As the Delta variant continues to threaten everyone across the U.S., many people who received the jab are left wondering how long and how completely they are protected from the virus. And if you got the Moderna vaccine, there's now some more insight. The pharmaceutical company just released a statement detailing recent research that found that its COVID vaccine continues to be effective at least six months after the second dose, though the level of protection does shift slightly and the Delta variant could further reduce it. The data has now reignited a conversation about when Moderna recipients will need a booster shot.
According to the Aug. 5 statement from Moderna, the company's study found that its COVID vaccine demonstrates 93 percent effectiveness six months after immunization. The company also noted that boosters of the vaccine showed a "robust antibody responses to COVID-19 variants of concern."
Although the Moderna vaccine continues to be durable for six months, the company says they "expect neutralizing titers will continue to wane and eventually impact vaccine efficacy." Due to this and the presence of the Delta variant, Moderna said, "we believe [a] dose three booster will likely be necessary prior to the winter season."
Part of the conversation about boosters centers on the challenges posed by the Delta variant. In its Aug. 5 statement, Moderna addressed the added complication of the Delta variant, which now accounts for 93 percent of new cases in the U.S. "We are pleased that our COVID-19 vaccine is showing durable efficacy of 93 percent through six months, but recognize that the Delta variant is a significant new threat, so we must remain vigilant," CEO of Moderna Stéphane Bancel said in the statement.
On June 29, Moderna released a statement detailing how its COVID vaccine stacked up against the Delta variant specifically. While the vaccine showed promising results, the antibody response was notably lower than the response to the original strain of the virus that the vaccine was targeted to fight. When the vaccine was combating the Delta variant, it had a 2.1-fold reduction in antibody response.
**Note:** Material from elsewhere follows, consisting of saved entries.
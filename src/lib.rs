//! Reinforcement-learning trading core.
//!
//! A raw OHLCV table is normalized into a bounded feature matrix, replayed bar
//! by bar by an episodic [`Environment`](gym::trading::env::Environment) and
//! traded by a Double-DQN agent whose Q-network fuses a convolutional and a
//! recurrent view of the market window. The [`Trainer`](trainer::Trainer)
//! drives the loop and checkpoints the best model.

pub mod agent;
pub mod data;
pub mod error;
pub mod gym;
pub mod io;
pub mod math;
pub mod prelude;
pub mod trainer;

mod macros;
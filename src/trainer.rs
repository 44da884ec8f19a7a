pub mod config;
pub mod metrics;

use std::path::Path;

use indicatif::{ProgressBar, ProgressStyle};
use polars::prelude::DataFrame;
use rand::rngs::StdRng;
use tracing::{debug, error, info, warn};

use crate::{
    agent::{
        config::InputDims,
        dqn::{DqnAgent, Mode},
        replay::Transition,
    },
    error::{AgentError, EnvError, TraderResult},
    gym::{
        Env,
        trading::{action::Action, env::Environment, state::State},
    },
    io::CheckpointPaths,
    math::{
        rolling::{StreamingIndicator, StreamingSma},
        stats::mean,
    },
    trainer::{
        config::TrainerConfig,
        metrics::{EpisodeMetrics, TrainingHistory, metrics_df},
    },
};

/// Binds one [`Environment`] to one [`DqnAgent`] and runs the episodic
/// `act -> step -> remember -> learn` loop.
#[derive(Debug)]
pub struct Trainer {
    env: Environment,
    agent: DqnAgent,
    config: TrainerConfig,
    history: TrainingHistory,
    metrics: Vec<EpisodeMetrics>,
    best_reward: Option<f64>,
    reward_average: StreamingSma,
}

// ================================================================================================
// Building
// ================================================================================================

impl Trainer {
    /// # Errors
    /// - [`AgentError::ShapeMismatch`] if the agent was built for a different
    ///   window or feature count than the environment produces.
    /// - [`EnvError::InvalidConfig`] if `config` is out of range.
    pub fn new(env: Environment, agent: DqnAgent, config: TrainerConfig) -> TraderResult<Self> {
        config.validate()?;
        check_dims(&env, agent.dims())?;
        Ok(Self {
            reward_average: StreamingSma::new(config.reward_average_window()),
            history: TrainingHistory::default(),
            metrics: Vec::new(),
            best_reward: None,
            env,
            agent,
            config,
        })
    }

    /// Replaces the agent and history with a saved checkpoint.
    ///
    /// On failure the trainer is left untouched, so the caller may go on
    /// training from fresh weights.
    #[tracing::instrument(skip(self, rng), fields(dir = %dir.display()))]
    pub fn resume(&mut self, dir: &Path, name: &str, rng: StdRng) -> TraderResult<()> {
        let (agent, history) = DqnAgent::load(dir, name, rng)?;
        check_dims(&self.env, agent.dims())?;
        self.best_reward = history.best_reward();
        self.agent = agent;
        self.history = history;
        info!(
            name,
            episodes = self.history.episodes(),
            learn_steps = self.agent.learn_steps(),
            "Resumed from checkpoint"
        );
        Ok(())
    }
}

// ================================================================================================
// Accessors
// ================================================================================================

impl Trainer {
    pub fn env(&self) -> &Environment {
        &self.env
    }

    pub fn agent(&self) -> &DqnAgent {
        &self.agent
    }

    pub fn agent_mut(&mut self) -> &mut DqnAgent {
        &mut self.agent
    }

    pub fn config(&self) -> &TrainerConfig {
        &self.config
    }

    pub fn history(&self) -> &TrainingHistory {
        &self.history
    }

    pub fn metrics(&self) -> &[EpisodeMetrics] {
        &self.metrics
    }

    pub fn best_reward(&self) -> Option<f64> {
        self.best_reward
    }

    pub fn metrics_df(&self) -> TraderResult<DataFrame> {
        metrics_df(&self.metrics)
    }

    pub fn into_agent(self) -> DqnAgent {
        self.agent
    }
}

// ================================================================================================
// Training
// ================================================================================================

impl Trainer {
    /// Runs `episodes` training episodes and returns their metrics.
    #[tracing::instrument(skip(self), fields(model = self.config.model_name()))]
    pub fn train(&mut self, episodes: usize) -> TraderResult<Vec<EpisodeMetrics>> {
        let bar = if self.config.show_progress() {
            Some(progress_bar(episodes as u64)?)
        } else {
            None
        };

        let mut out = Vec::with_capacity(episodes);
        for _ in 0..episodes {
            let metrics = self.run_episode()?;
            let average = self.reward_average.update(metrics.total_reward);

            info!(
                episode = metrics.episode,
                steps = metrics.steps,
                reward = metrics.total_reward,
                average_reward = average,
                portfolio = metrics.final_portfolio_value,
                trades = metrics.trades,
                win_rate = metrics.win_rate,
                epsilon = metrics.epsilon,
                "Episode finished"
            );

            if self.best_reward.is_none_or(|best| metrics.total_reward > best) {
                self.best_reward = Some(metrics.total_reward);
                self.checkpoint();
            }

            if let Some(bar) = &bar {
                bar.set_message(format!(
                    "reward {:.3} | eps {:.3}",
                    metrics.total_reward, metrics.epsilon
                ));
                bar.inc(1);
            }
            self.metrics.push(metrics);
            out.push(metrics);
        }

        if let Some(bar) = bar {
            bar.finish_with_message("Training complete");
        }
        Ok(out)
    }

    fn run_episode(&mut self) -> TraderResult<EpisodeMetrics> {
        let episode = self.history.episodes();
        let warmup = self.config.warmup(self.agent.config().batch_size());
        let train_every = self.config.train_every();

        let mut state = self.env.reset()?;
        let mut total_reward = 0.0;
        let mut steps = 0;
        let mut losses = Vec::new();

        loop {
            let action = self.agent.select_action(&state)?;
            let step = self.env.step(action)?;
            let reward: f64 = step.reward.into();
            total_reward += reward;
            steps += 1;

            self.agent.remember(Transition::new(
                state,
                action,
                reward,
                step.state.clone(),
                step.done,
            ));

            if self.agent.memory().len() >= warmup
                && steps % train_every == 0
                && let Some(report) = self.agent.learn()?
            {
                self.history.record_learn(&report);
                losses.push(report.loss);
            }

            state = step.state;
            if step.done {
                break;
            }
        }

        self.history.record_episode(total_reward);
        let summary = self.env.summary();
        Ok(EpisodeMetrics {
            episode,
            steps,
            total_reward,
            final_portfolio_value: summary.final_portfolio_value,
            total_return_pct: summary.total_return_pct,
            trades: summary.trades,
            win_rate: summary.win_rate,
            max_drawdown_pct: summary.max_drawdown_pct,
            sharpe_ratio: summary.sharpe_ratio,
            epsilon: self.agent.epsilon(),
            mean_loss: mean(&losses),
        })
    }

    /// Saves the current agent as the best model. Failures are logged only.
    fn checkpoint(&self) {
        let Some(dir) = self.config.checkpoint_dir() else {
            return;
        };
        match self
            .agent
            .save(dir, self.config.model_name(), &self.history)
        {
            Ok(CheckpointPaths { weights, .. }) => {
                debug!(path = %weights.display(), "Best model checkpointed");
            }
            Err(e) => {
                error!(error = %e, dir = %dir.display(), "Failed to save checkpoint");
            }
        }
    }
}

// ================================================================================================
// Inference
// ================================================================================================

impl Trainer {
    /// Runs one greedy pass over `env` without learning.
    ///
    /// Exploration and mode are restored afterwards.
    #[tracing::instrument(skip(self, env))]
    pub fn test(&mut self, env: &mut Environment) -> TraderResult<EpisodeMetrics> {
        check_dims(env, self.agent.dims())?;

        let epsilon = self.agent.epsilon();
        let mode = self.agent.mode();
        self.agent.set_epsilon(0.0);
        self.agent.set_mode(Mode::Eval);

        let result = greedy_pass(&mut self.agent, env);

        self.agent.set_epsilon(epsilon);
        self.agent.set_mode(mode);

        let (steps, total_reward) = result?;
        let summary = env.summary();
        if summary.trades == 0 {
            warn!("Test pass finished without a single trade");
        }
        info!(
            steps,
            reward = total_reward,
            portfolio = summary.final_portfolio_value,
            return_pct = summary.total_return_pct,
            "Test pass finished"
        );

        Ok(EpisodeMetrics {
            episode: self.history.episodes(),
            steps,
            total_reward,
            final_portfolio_value: summary.final_portfolio_value,
            total_return_pct: summary.total_return_pct,
            trades: summary.trades,
            win_rate: summary.win_rate,
            max_drawdown_pct: summary.max_drawdown_pct,
            sharpe_ratio: summary.sharpe_ratio,
            epsilon: 0.0,
            mean_loss: None,
        })
    }

    /// Greedy action for an externally built state.
    pub fn predict(&self, state: &State) -> TraderResult<Action> {
        self.agent.greedy_action(state)
    }
}

// ================================================================================================
// Helpers
// ================================================================================================

fn greedy_pass(agent: &mut DqnAgent, env: &mut Environment) -> TraderResult<(usize, f64)> {
    let mut state = env.reset()?;
    let mut steps = 0;
    let mut total_reward = 0.0;
    loop {
        let action = agent.greedy_action(&state)?;
        let step = env.step(action)?;
        total_reward += f64::from(step.reward);
        steps += 1;
        state = step.state;
        if step.done {
            return Ok((steps, total_reward));
        }
    }
}

fn check_dims(env: &Environment, dims: InputDims) -> TraderResult<()> {
    let expected = InputDims::new(env.window_size(), env.feature_count());
    if dims != expected {
        return Err(AgentError::ShapeMismatch {
            expected: format!("{expected:?}"),
            actual: format!("{dims:?}"),
        }
        .into());
    }
    Ok(())
}

fn progress_bar(capacity: u64) -> TraderResult<ProgressBar> {
    let bar = ProgressBar::new(capacity);
    bar.set_style(
        ProgressStyle::default_bar()
            .template(
                "{spinner:.green} [{elapsed_precise}] [{bar:40.cyan/blue}] {pos}/{len} ({eta_precise}) {msg}",
            )
            .map_err(EnvError::ProgressBar)?
            .progress_chars("#>-"),
    );
    Ok(bar)
}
Although the protection against the Delta variant is not as robust as the protection the vaccine affords against the original strain, Bancel is confident it's still substantial. "These new data are encouraging and reinforce our belief that the Moderna COVID-19 vaccine should remain protective against newly detected variants," Bancel said in a statement in response to the June results.
The companies behind the two other COVID vaccines in the U.S. have also continued to keep the public informed about how the effectiveness of their vaccines has shifted as time has gone on. In Pfizer's second-quarter report for 2021, released at the end of July, the company said its vaccine drops to about 84 percent effective six months after the second dose.
In statement on July 1, Johnson & Johnson said its COVID vaccine continues to provide protection for at least two-thirds of a year. They did not, however, say explicitly how much. The "durability of the immune response [of the Johnson & Johnson vaccine] lasted through at least eight months, the length of time evaluated to date," according to the company's statement.